Nim Wrapper Role: The Nim wrapper library simply uses the C library it's linked against. It can query the max key size the C library reports, but it cannot change it after the C library has been compiled.
Changing the Limit (Advanced): To increase the limit, you must:
Get the LMDB C library's source code.
Modify the value of the MDB_MAXKEYSIZE constant in the C source files (often in lmdb.h).
Recompile the C library from the modified source.
Ensure your Nim application links against this newly compiled custom C library instead of the standard one.
Considerations: This process is complex, and databases created with different max key sizes might have compatibility issues. It's crucial that all programs accessing the same database use an LMDB C library compiled with the same MDB_MAXKEYSIZE.
Common Alternatives: Due to the complexity and compatibility concerns, it's often more practical to work within the default limit by using techniques like:
Hashing longer keys and using the hash as the database key.
Skipping records with keys that exceed the limit.
Redesigning the key structure to ensure keys fit.
In essence, changing the max key size is a modification to the underlying C library, not a setting within the Nim wrapper.
Thanks for your report!!
Interesting- I didn't know that. A quick google search confirms the AI's opinion, there is indeed a MDB_MAXKEYSIZE compile time flag.
I think the most straight forward solution for you would be to build your own LMDB with the MDB_MAXKEYSIZE you want and install it on your system.
It's very straight forward.
git clone https://github.com/LMDB/lmdb.git
cd lmdb/libraries/liblmdb
make CPPFLAGS=-DMDB_MAXKEYSIZE4=2047
sudo cp liblmdb.so /usr/local/lib
sudo ldconfig
Should be in the docs, I'll leave the issue open until then.
It would also be interesting to add a static version of lmdb- you could do that yourself in your nim code by compiling with --dynlibOverride=lmdb and then having a {.compile "lmdb.c".} pragma but that would probably need to be fiddled with a little bit- if you do go this route, nim-lmdb` would most likely love a patch.
Carlo, thanks for the quick reply and clear instructions. We now know the default limit, this will be a deciding factor. I looked into it and some key:value databases can have large keys, some smaller keys. There are performance and resource issues. Memcache has a default of 250 bytes. Redis up to half a gigabyte. I won't modify lmdb for maintenance reasons, but will look at this as a Table-like interface to a key:value database, where the index must be a hash, or some other short value.
Sure!! That's some great info.

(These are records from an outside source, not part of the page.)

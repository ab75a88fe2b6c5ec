//! # HTTP Routes
//!
//! Route table and handlers for the Order API.
//!
//! ## Route Map
//! ```text
//! ┌─────────────────────────────────────────────────────────────────────────┐
//! │                          Order API Routes                               │
//! │                                                                         │
//! │  GET    /health                     liveness probe                      │
//! │                                                                         │
//! │  POST   /orders                     create (validated, priced)          │
//! │  GET    /orders                     list, newest first, priced          │
//! │  GET    /orders/{id}                detail view                         │
//! │  PUT    /orders/{id}                full update of raw fields           │
//! │  DELETE /orders/{id}                remove                              │
//! │  GET    /orders/{id}/calculation    pricing breakdown + trace           │
//! │                                                                         │
//! │  GET    /toppings                   the closed topping catalog          │
//! │                                                                         │
//! │  GET    /logs                       filtered operation-log read         │
//! │  POST   /logs/clear                 wipe the operation log              │
//! └─────────────────────────────────────────────────────────────────────────┘
//! ```

pub mod logs;
pub mod orders;
pub mod toppings;

use axum::routing::{get, post};
use axum::{Json, Router};
use serde::Serialize;

use crate::state::AppState;

/// Builds the application router over the shared state.
pub fn build_router(state: AppState) -> Router {
    Router::new()
        .route("/health", get(health))
        .route("/orders", post(orders::create_order).get(orders::list_orders))
        .route(
            "/orders/{id}",
            get(orders::get_order)
                .put(orders::update_order)
                .delete(orders::delete_order),
        )
        .route("/orders/{id}/calculation", get(orders::get_calculation))
        .route("/toppings", get(toppings::list_toppings))
        .route("/logs", get(logs::list_logs))
        .route("/logs/clear", post(logs::clear_logs))
        .with_state(state)
}

// =============================================================================
// Health
// =============================================================================

#[derive(Debug, Serialize)]
struct HealthResponse {
    status: &'static str,
    service: &'static str,
    version: &'static str,
}

/// `GET /health` — liveness probe.
async fn health() -> Json<HealthResponse> {
    Json(HealthResponse {
        status: "ok",
        service: "cono-order-api",
        version: env!("CARGO_PKG_VERSION"),
    })
}

// =============================================================================
// Router Tests
// =============================================================================

#[cfg(test)]
mod tests {
    use super::*;
    use axum::body::{to_bytes, Body};
    use axum::http::{Request, StatusCode};
    use serde_json::{json, Value};
    use tower::ServiceExt;

    use cono_core::OperationLog;
    use cono_db::{Database, DbConfig};

    async fn test_state() -> AppState {
        let db = Database::new(DbConfig::in_memory()).await.unwrap();
        AppState::new(db, OperationLog::new())
    }

    fn post_json(uri: &str, body: Value) -> Request<Body> {
        Request::builder()
            .method("POST")
            .uri(uri)
            .header("content-type", "application/json")
            .body(Body::from(body.to_string()))
            .unwrap()
    }

    fn get(uri: &str) -> Request<Body> {
        Request::builder().uri(uri).body(Body::empty()).unwrap()
    }

    async fn body_json(response: axum::response::Response) -> Value {
        let bytes = to_bytes(response.into_body(), usize::MAX).await.unwrap();
        serde_json::from_slice(&bytes).unwrap()
    }

    #[tokio::test]
    async fn test_health() {
        let app = build_router(test_state().await);
        let response = app.oneshot(get("/health")).await.unwrap();

        assert_eq!(response.status(), StatusCode::OK);
        let body = body_json(response).await;
        assert_eq!(body["status"], "ok");
        assert_eq!(body["service"], "cono-order-api");
    }

    #[tokio::test]
    async fn test_create_order_returns_computed_price() {
        let app = build_router(test_state().await);

        let response = app
            .oneshot(post_json(
                "/orders",
                json!({
                    "customer": "Alice",
                    "variant": "Carnivore",
                    "size": "Medium",
                    "toppings": ["cheese_extra", "fries", "bacon"]
                }),
            ))
            .await
            .unwrap();

        assert_eq!(response.status(), StatusCode::CREATED);
        let body = body_json(response).await;
        assert_eq!(body["id"], 1);
        // 20.00 + 10.00 toppings - 10% combo = 27.00
        assert_eq!(body["final_price_cents"], 2700);
        assert_eq!(body["discount_cents"], 300);
        assert_eq!(
            body["final_ingredients"].as_array().unwrap().len(),
            4 + 3
        );
    }

    #[tokio::test]
    async fn test_create_order_rejects_invalid_topping() {
        let app = build_router(test_state().await);

        let response = app
            .oneshot(post_json(
                "/orders",
                json!({
                    "customer": "Alice",
                    "variant": "Healthy",
                    "size": "Small",
                    "toppings": ["bacon", "gold_leaf"]
                }),
            ))
            .await
            .unwrap();

        assert_eq!(response.status(), StatusCode::BAD_REQUEST);
        let body = body_json(response).await;
        assert_eq!(body["code"], "VALIDATION_ERROR");
        assert!(body["message"].as_str().unwrap().contains("gold_leaf"));
    }

    #[tokio::test]
    async fn test_create_order_rejects_missing_customer() {
        let app = build_router(test_state().await);

        let response = app
            .oneshot(post_json(
                "/orders",
                json!({
                    "customer": "  ",
                    "variant": "Healthy",
                    "size": "Small"
                }),
            ))
            .await
            .unwrap();

        assert_eq!(response.status(), StatusCode::BAD_REQUEST);
    }

    #[tokio::test]
    async fn test_get_missing_order_is_404() {
        let app = build_router(test_state().await);
        let response = app.oneshot(get("/orders/42")).await.unwrap();

        assert_eq!(response.status(), StatusCode::NOT_FOUND);
        let body = body_json(response).await;
        assert_eq!(body["code"], "NOT_FOUND");
    }

    #[tokio::test]
    async fn test_detail_view_carries_derived_fields() {
        let state = test_state().await;
        let app = build_router(state);

        let created = app
            .clone()
            .oneshot(post_json(
                "/orders",
                json!({
                    "customer": "Bob",
                    "variant": "Vegetarian",
                    "size": "Small",
                    "toppings": ["tomato"]
                }),
            ))
            .await
            .unwrap();
        assert_eq!(created.status(), StatusCode::CREATED);

        let response = app.oneshot(get("/orders/1")).await.unwrap();
        assert_eq!(response.status(), StatusCode::OK);
        let body = body_json(response).await;
        assert_eq!(body["cone_type"], "VegetarianCone");
        assert_eq!(body["total_toppings"], 1);
        // 12.00 + 1.00, two toppings short of a combo.
        assert_eq!(body["final_price_cents"], 1300);
        assert_eq!(body["has_discount"], false);
    }

    #[tokio::test]
    async fn test_unpriceable_stored_order_degrades_to_default() {
        let state = test_state().await;

        // A row the API's validation would never let in.
        sqlx::query(
            "INSERT INTO cone_orders (customer, variant, size, toppings, ordered_on)
             VALUES ('Eve', 'Dessert', 'Medium', '[]', '2025-01-01')",
        )
        .execute(state.db.pool())
        .await
        .unwrap();

        let app = build_router(state.clone());
        let response = app.oneshot(get("/orders/1")).await.unwrap();

        assert_eq!(response.status(), StatusCode::OK);
        let body = body_json(response).await;
        assert_eq!(body["final_price_cents"], 0);
        assert_eq!(body["final_ingredients"], json!([]));
        assert_eq!(body["cone_type"], "GenericCone");

        let errors = state.oplog.query(&cono_core::LogQuery {
            kind: Some(cono_core::OperationKind::ErrorPricing),
            ..Default::default()
        });
        assert_eq!(errors.len(), 1);
        assert_eq!(errors[0].order_id, 1);
    }

    #[tokio::test]
    async fn test_calculation_returns_trace_for_the_order() {
        let state = test_state().await;
        let app = build_router(state);

        app.clone()
            .oneshot(post_json(
                "/orders",
                json!({
                    "customer": "Cara",
                    "variant": "Carnivore",
                    "size": "Large",
                    "toppings": ["bacon"]
                }),
            ))
            .await
            .unwrap();

        let response = app.oneshot(get("/orders/1/calculation")).await.unwrap();
        assert_eq!(response.status(), StatusCode::OK);
        let body = body_json(response).await;
        assert_eq!(body["order_id"], 1);
        assert_eq!(body["result"]["final_price_cents"], 3000);

        let kinds: Vec<&str> = body["debug_logs"]
            .as_array()
            .unwrap()
            .iter()
            .map(|entry| entry["kind"].as_str().unwrap())
            .collect();
        assert!(kinds.contains(&"CREATE_BASE_CONE"));
        assert!(kinds.contains(&"ADD_TOPPING"));
        assert_eq!(kinds.last(), Some(&"CONE_COMPLETED"));
    }

    #[tokio::test]
    async fn test_toppings_catalog_endpoint() {
        let app = build_router(test_state().await);
        let response = app.oneshot(get("/toppings")).await.unwrap();

        assert_eq!(response.status(), StatusCode::OK);
        let body = body_json(response).await;
        assert_eq!(body["total_toppings"], 19);
        assert_eq!(body["catalog_version"], 1);

        let bacon = body["available_toppings"]
            .as_array()
            .unwrap()
            .iter()
            .find(|entry| entry["name"] == "bacon")
            .unwrap();
        assert_eq!(bacon["price_cents"], 500);
    }

    #[tokio::test]
    async fn test_logs_filters_and_rejects_bad_kind() {
        let state = test_state().await;
        let app = build_router(state);

        app.clone()
            .oneshot(post_json(
                "/orders",
                json!({
                    "customer": "Dan",
                    "variant": "Healthy",
                    "size": "Small",
                    "toppings": ["bacon", "fries"]
                }),
            ))
            .await
            .unwrap();

        let response = app
            .clone()
            .oneshot(get("/logs?operation_kind=add_topping"))
            .await
            .unwrap();
        assert_eq!(response.status(), StatusCode::OK);
        let body = body_json(response).await;
        assert_eq!(body["filtered_logs"], 2);
        // CREATE_BASE_CONE + 2x ADD_TOPPING + CONE_COMPLETED
        assert_eq!(body["total_logs"], 4);

        let response = app
            .oneshot(get("/logs?operation_kind=NOT_A_KIND"))
            .await
            .unwrap();
        assert_eq!(response.status(), StatusCode::BAD_REQUEST);
    }

    #[tokio::test]
    async fn test_logs_clear_reports_pre_clear_count() {
        let state = test_state().await;
        let app = build_router(state.clone());

        app.clone()
            .oneshot(post_json(
                "/orders",
                json!({
                    "customer": "Fay",
                    "variant": "Carnivore",
                    "size": "Small"
                }),
            ))
            .await
            .unwrap();
        let before = state.oplog.len();
        assert!(before > 0);

        let response = app
            .clone()
            .oneshot(post_json("/logs/clear", json!({})))
            .await
            .unwrap();
        assert_eq!(response.status(), StatusCode::OK);
        let body = body_json(response).await;
        assert_eq!(body["cleared"], before);

        let response = app.oneshot(get("/logs")).await.unwrap();
        let body = body_json(response).await;
        assert_eq!(body["total_logs"], 0);
        assert_eq!(body["logs"], json!([]));
    }

    #[tokio::test]
    async fn test_update_and_delete_round_trip() {
        let app = build_router(test_state().await);

        app.clone()
            .oneshot(post_json(
                "/orders",
                json!({
                    "customer": "Gil",
                    "variant": "Carnivore",
                    "size": "Small"
                }),
            ))
            .await
            .unwrap();

        let response = app
            .clone()
            .oneshot(
                Request::builder()
                    .method("PUT")
                    .uri("/orders/1")
                    .header("content-type", "application/json")
                    .body(Body::from(
                        json!({
                            "customer": "Gil",
                            "variant": "Vegetarian",
                            "size": "Large",
                            "toppings": ["mushrooms"]
                        })
                        .to_string(),
                    ))
                    .unwrap(),
            )
            .await
            .unwrap();
        assert_eq!(response.status(), StatusCode::OK);
        let body = body_json(response).await;
        assert_eq!(body["cone_type"], "VegetarianCone");
        assert_eq!(body["final_price_cents"], 2200 + 250);

        let response = app
            .clone()
            .oneshot(
                Request::builder()
                    .method("DELETE")
                    .uri("/orders/1")
                    .body(Body::empty())
                    .unwrap(),
            )
            .await
            .unwrap();
        assert_eq!(response.status(), StatusCode::NO_CONTENT);

        let response = app.oneshot(get("/orders/1")).await.unwrap();
        assert_eq!(response.status(), StatusCode::NOT_FOUND);
    }

    #[tokio::test]
    async fn test_list_orders_prices_every_row() {
        let app = build_router(test_state().await);

        for customer in ["Ana", "Ben"] {
            app.clone()
                .oneshot(post_json(
                    "/orders",
                    json!({
                        "customer": customer,
                        "variant": "Healthy",
                        "size": "Medium"
                    }),
                ))
                .await
                .unwrap();
        }

        let response = app.oneshot(get("/orders")).await.unwrap();
        assert_eq!(response.status(), StatusCode::OK);
        let body = body_json(response).await;
        assert_eq!(body["total"], 2);
        // Newest first: Ben was inserted second.
        assert_eq!(body["orders"][0]["customer"], "Ben");
        for order in body["orders"].as_array().unwrap() {
            assert_eq!(order["final_price_cents"], 2300);
        }
    }
}
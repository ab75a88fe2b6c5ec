//! # Application State
//!
//! Shared state handed to every HTTP handler.
//!
//! ## Composition
//! ```text
//! ┌─────────────────────────────────────────────────────────────────────────┐
//! │                        AppState (Clone-cheap)                           │
//! │                                                                         │
//! │   db      ──► cono_db::Database        (shared SqlitePool)              │
//! │   pricer  ──► cono_core::PricingEngine (stateless, shares the log)      │
//! │   oplog   ──► cono_core::OperationLog  (Arc<Mutex<Vec<LogEntry>>>)      │
//! │                                                                         │
//! │   The engine and the log endpoints see the SAME log store: every        │
//! │   pricing run a handler triggers is immediately visible under /logs.    │
//! └─────────────────────────────────────────────────────────────────────────┘
//! ```

use cono_core::{OperationLog, PricingEngine};
use cono_db::Database;

/// Shared application state.
///
/// axum clones this per request; all fields are handles, so clones are a
/// few `Arc` bumps.
#[derive(Clone)]
pub struct AppState {
    /// Database handle (pool + repositories).
    pub db: Database,

    /// Pricing engine recording into `oplog`.
    pub pricer: PricingEngine,

    /// The process-wide operation log.
    pub oplog: OperationLog,
}

impl AppState {
    /// Creates the application state around one log instance.
    ///
    /// The engine is built from a clone of the same log handle, which is
    /// what makes `/logs` reflect pricing activity.
    pub fn new(db: Database, oplog: OperationLog) -> Self {
        AppState {
            db,
            pricer: PricingEngine::new(oplog.clone()),
            oplog,
        }
    }
}
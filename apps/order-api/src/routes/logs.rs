//! # Operation Log Routes
//!
//! Operator-facing endpoints over the in-process operation log: a filtered
//! read and a bulk clear. The log is best-effort observability — it resets
//! with the process and these endpoints never touch the database.

use axum::extract::{Query, State};
use axum::Json;
use serde::{Deserialize, Serialize};

use cono_core::{LogEntry, LogQuery, OperationKind};

use crate::error::ApiError;
use crate::state::AppState;

// =============================================================================
// Request / Response Types
// =============================================================================

/// Query string for `GET /logs`. All filters optional.
#[derive(Debug, Default, Deserialize)]
pub struct LogsParams {
    /// Only entries correlated to this order id.
    pub order_id: Option<i64>,

    /// Only entries of this kind (wire name, case-insensitive).
    pub operation_kind: Option<String>,

    /// At most this many entries, most recent matches (default 100).
    pub limit: Option<usize>,
}

#[derive(Debug, Serialize)]
pub struct LogsResponse {
    /// Matching entries, insertion order.
    pub logs: Vec<LogEntry>,

    /// Entries in the log overall, filters ignored.
    pub total_logs: usize,

    /// Entries returned after filtering and the limit window.
    pub filtered_logs: usize,
}

#[derive(Debug, Serialize)]
pub struct ClearLogsResponse {
    pub message: String,
    /// How many entries were dropped.
    pub cleared: usize,
}

// =============================================================================
// Handlers
// =============================================================================

/// `GET /logs?order_id=&operation_kind=&limit=`
///
/// An unrecognized `operation_kind` is a 400 listing the valid kinds — a
/// typo'd filter silently matching nothing is worse than an error.
pub async fn list_logs(
    State(state): State<AppState>,
    Query(params): Query<LogsParams>,
) -> Result<Json<LogsResponse>, ApiError> {
    let kind = params
        .operation_kind
        .as_deref()
        .map(str::parse::<OperationKind>)
        .transpose()?;

    let logs = state.oplog.query(&LogQuery {
        order_id: params.order_id,
        kind,
        limit: params.limit,
    });

    Ok(Json(LogsResponse {
        total_logs: state.oplog.len(),
        filtered_logs: logs.len(),
        logs,
    }))
}

/// `POST /logs/clear` — wipes the log, reporting how many entries went.
///
/// The count is captured before clearing; the log itself does not report it.
pub async fn clear_logs(State(state): State<AppState>) -> Json<ClearLogsResponse> {
    let cleared = state.oplog.len();
    state.oplog.clear();

    Json(ClearLogsResponse {
        message: "operation log cleared".to_string(),
        cleared,
    })
}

Large keys with redis is quite remarkable, I had no idea.
You might want to consider having a distinct type for the hash to prevent the class of bugs where you index using unhashed strings.
import limdb
# new type
type
SomeHash = distinct string
# limdb type implementation
template toBlob(h: SomeHash): Blob =
h.string.toBlob
template fromBlob(b: Blob): SomeHash =
b.fromBlob(string).SomeHash
template compare(a, b: SomeHash): int =
if a.cstring < b.cstring:
-1
elif a.cstring > b.cstring:
1
else:
0
# database code
let db = initDatabase("somePath", (SomeHash, string))
db["foo".SomeHash] = "bar"
# this would not compile
# db["foo"] = "bar"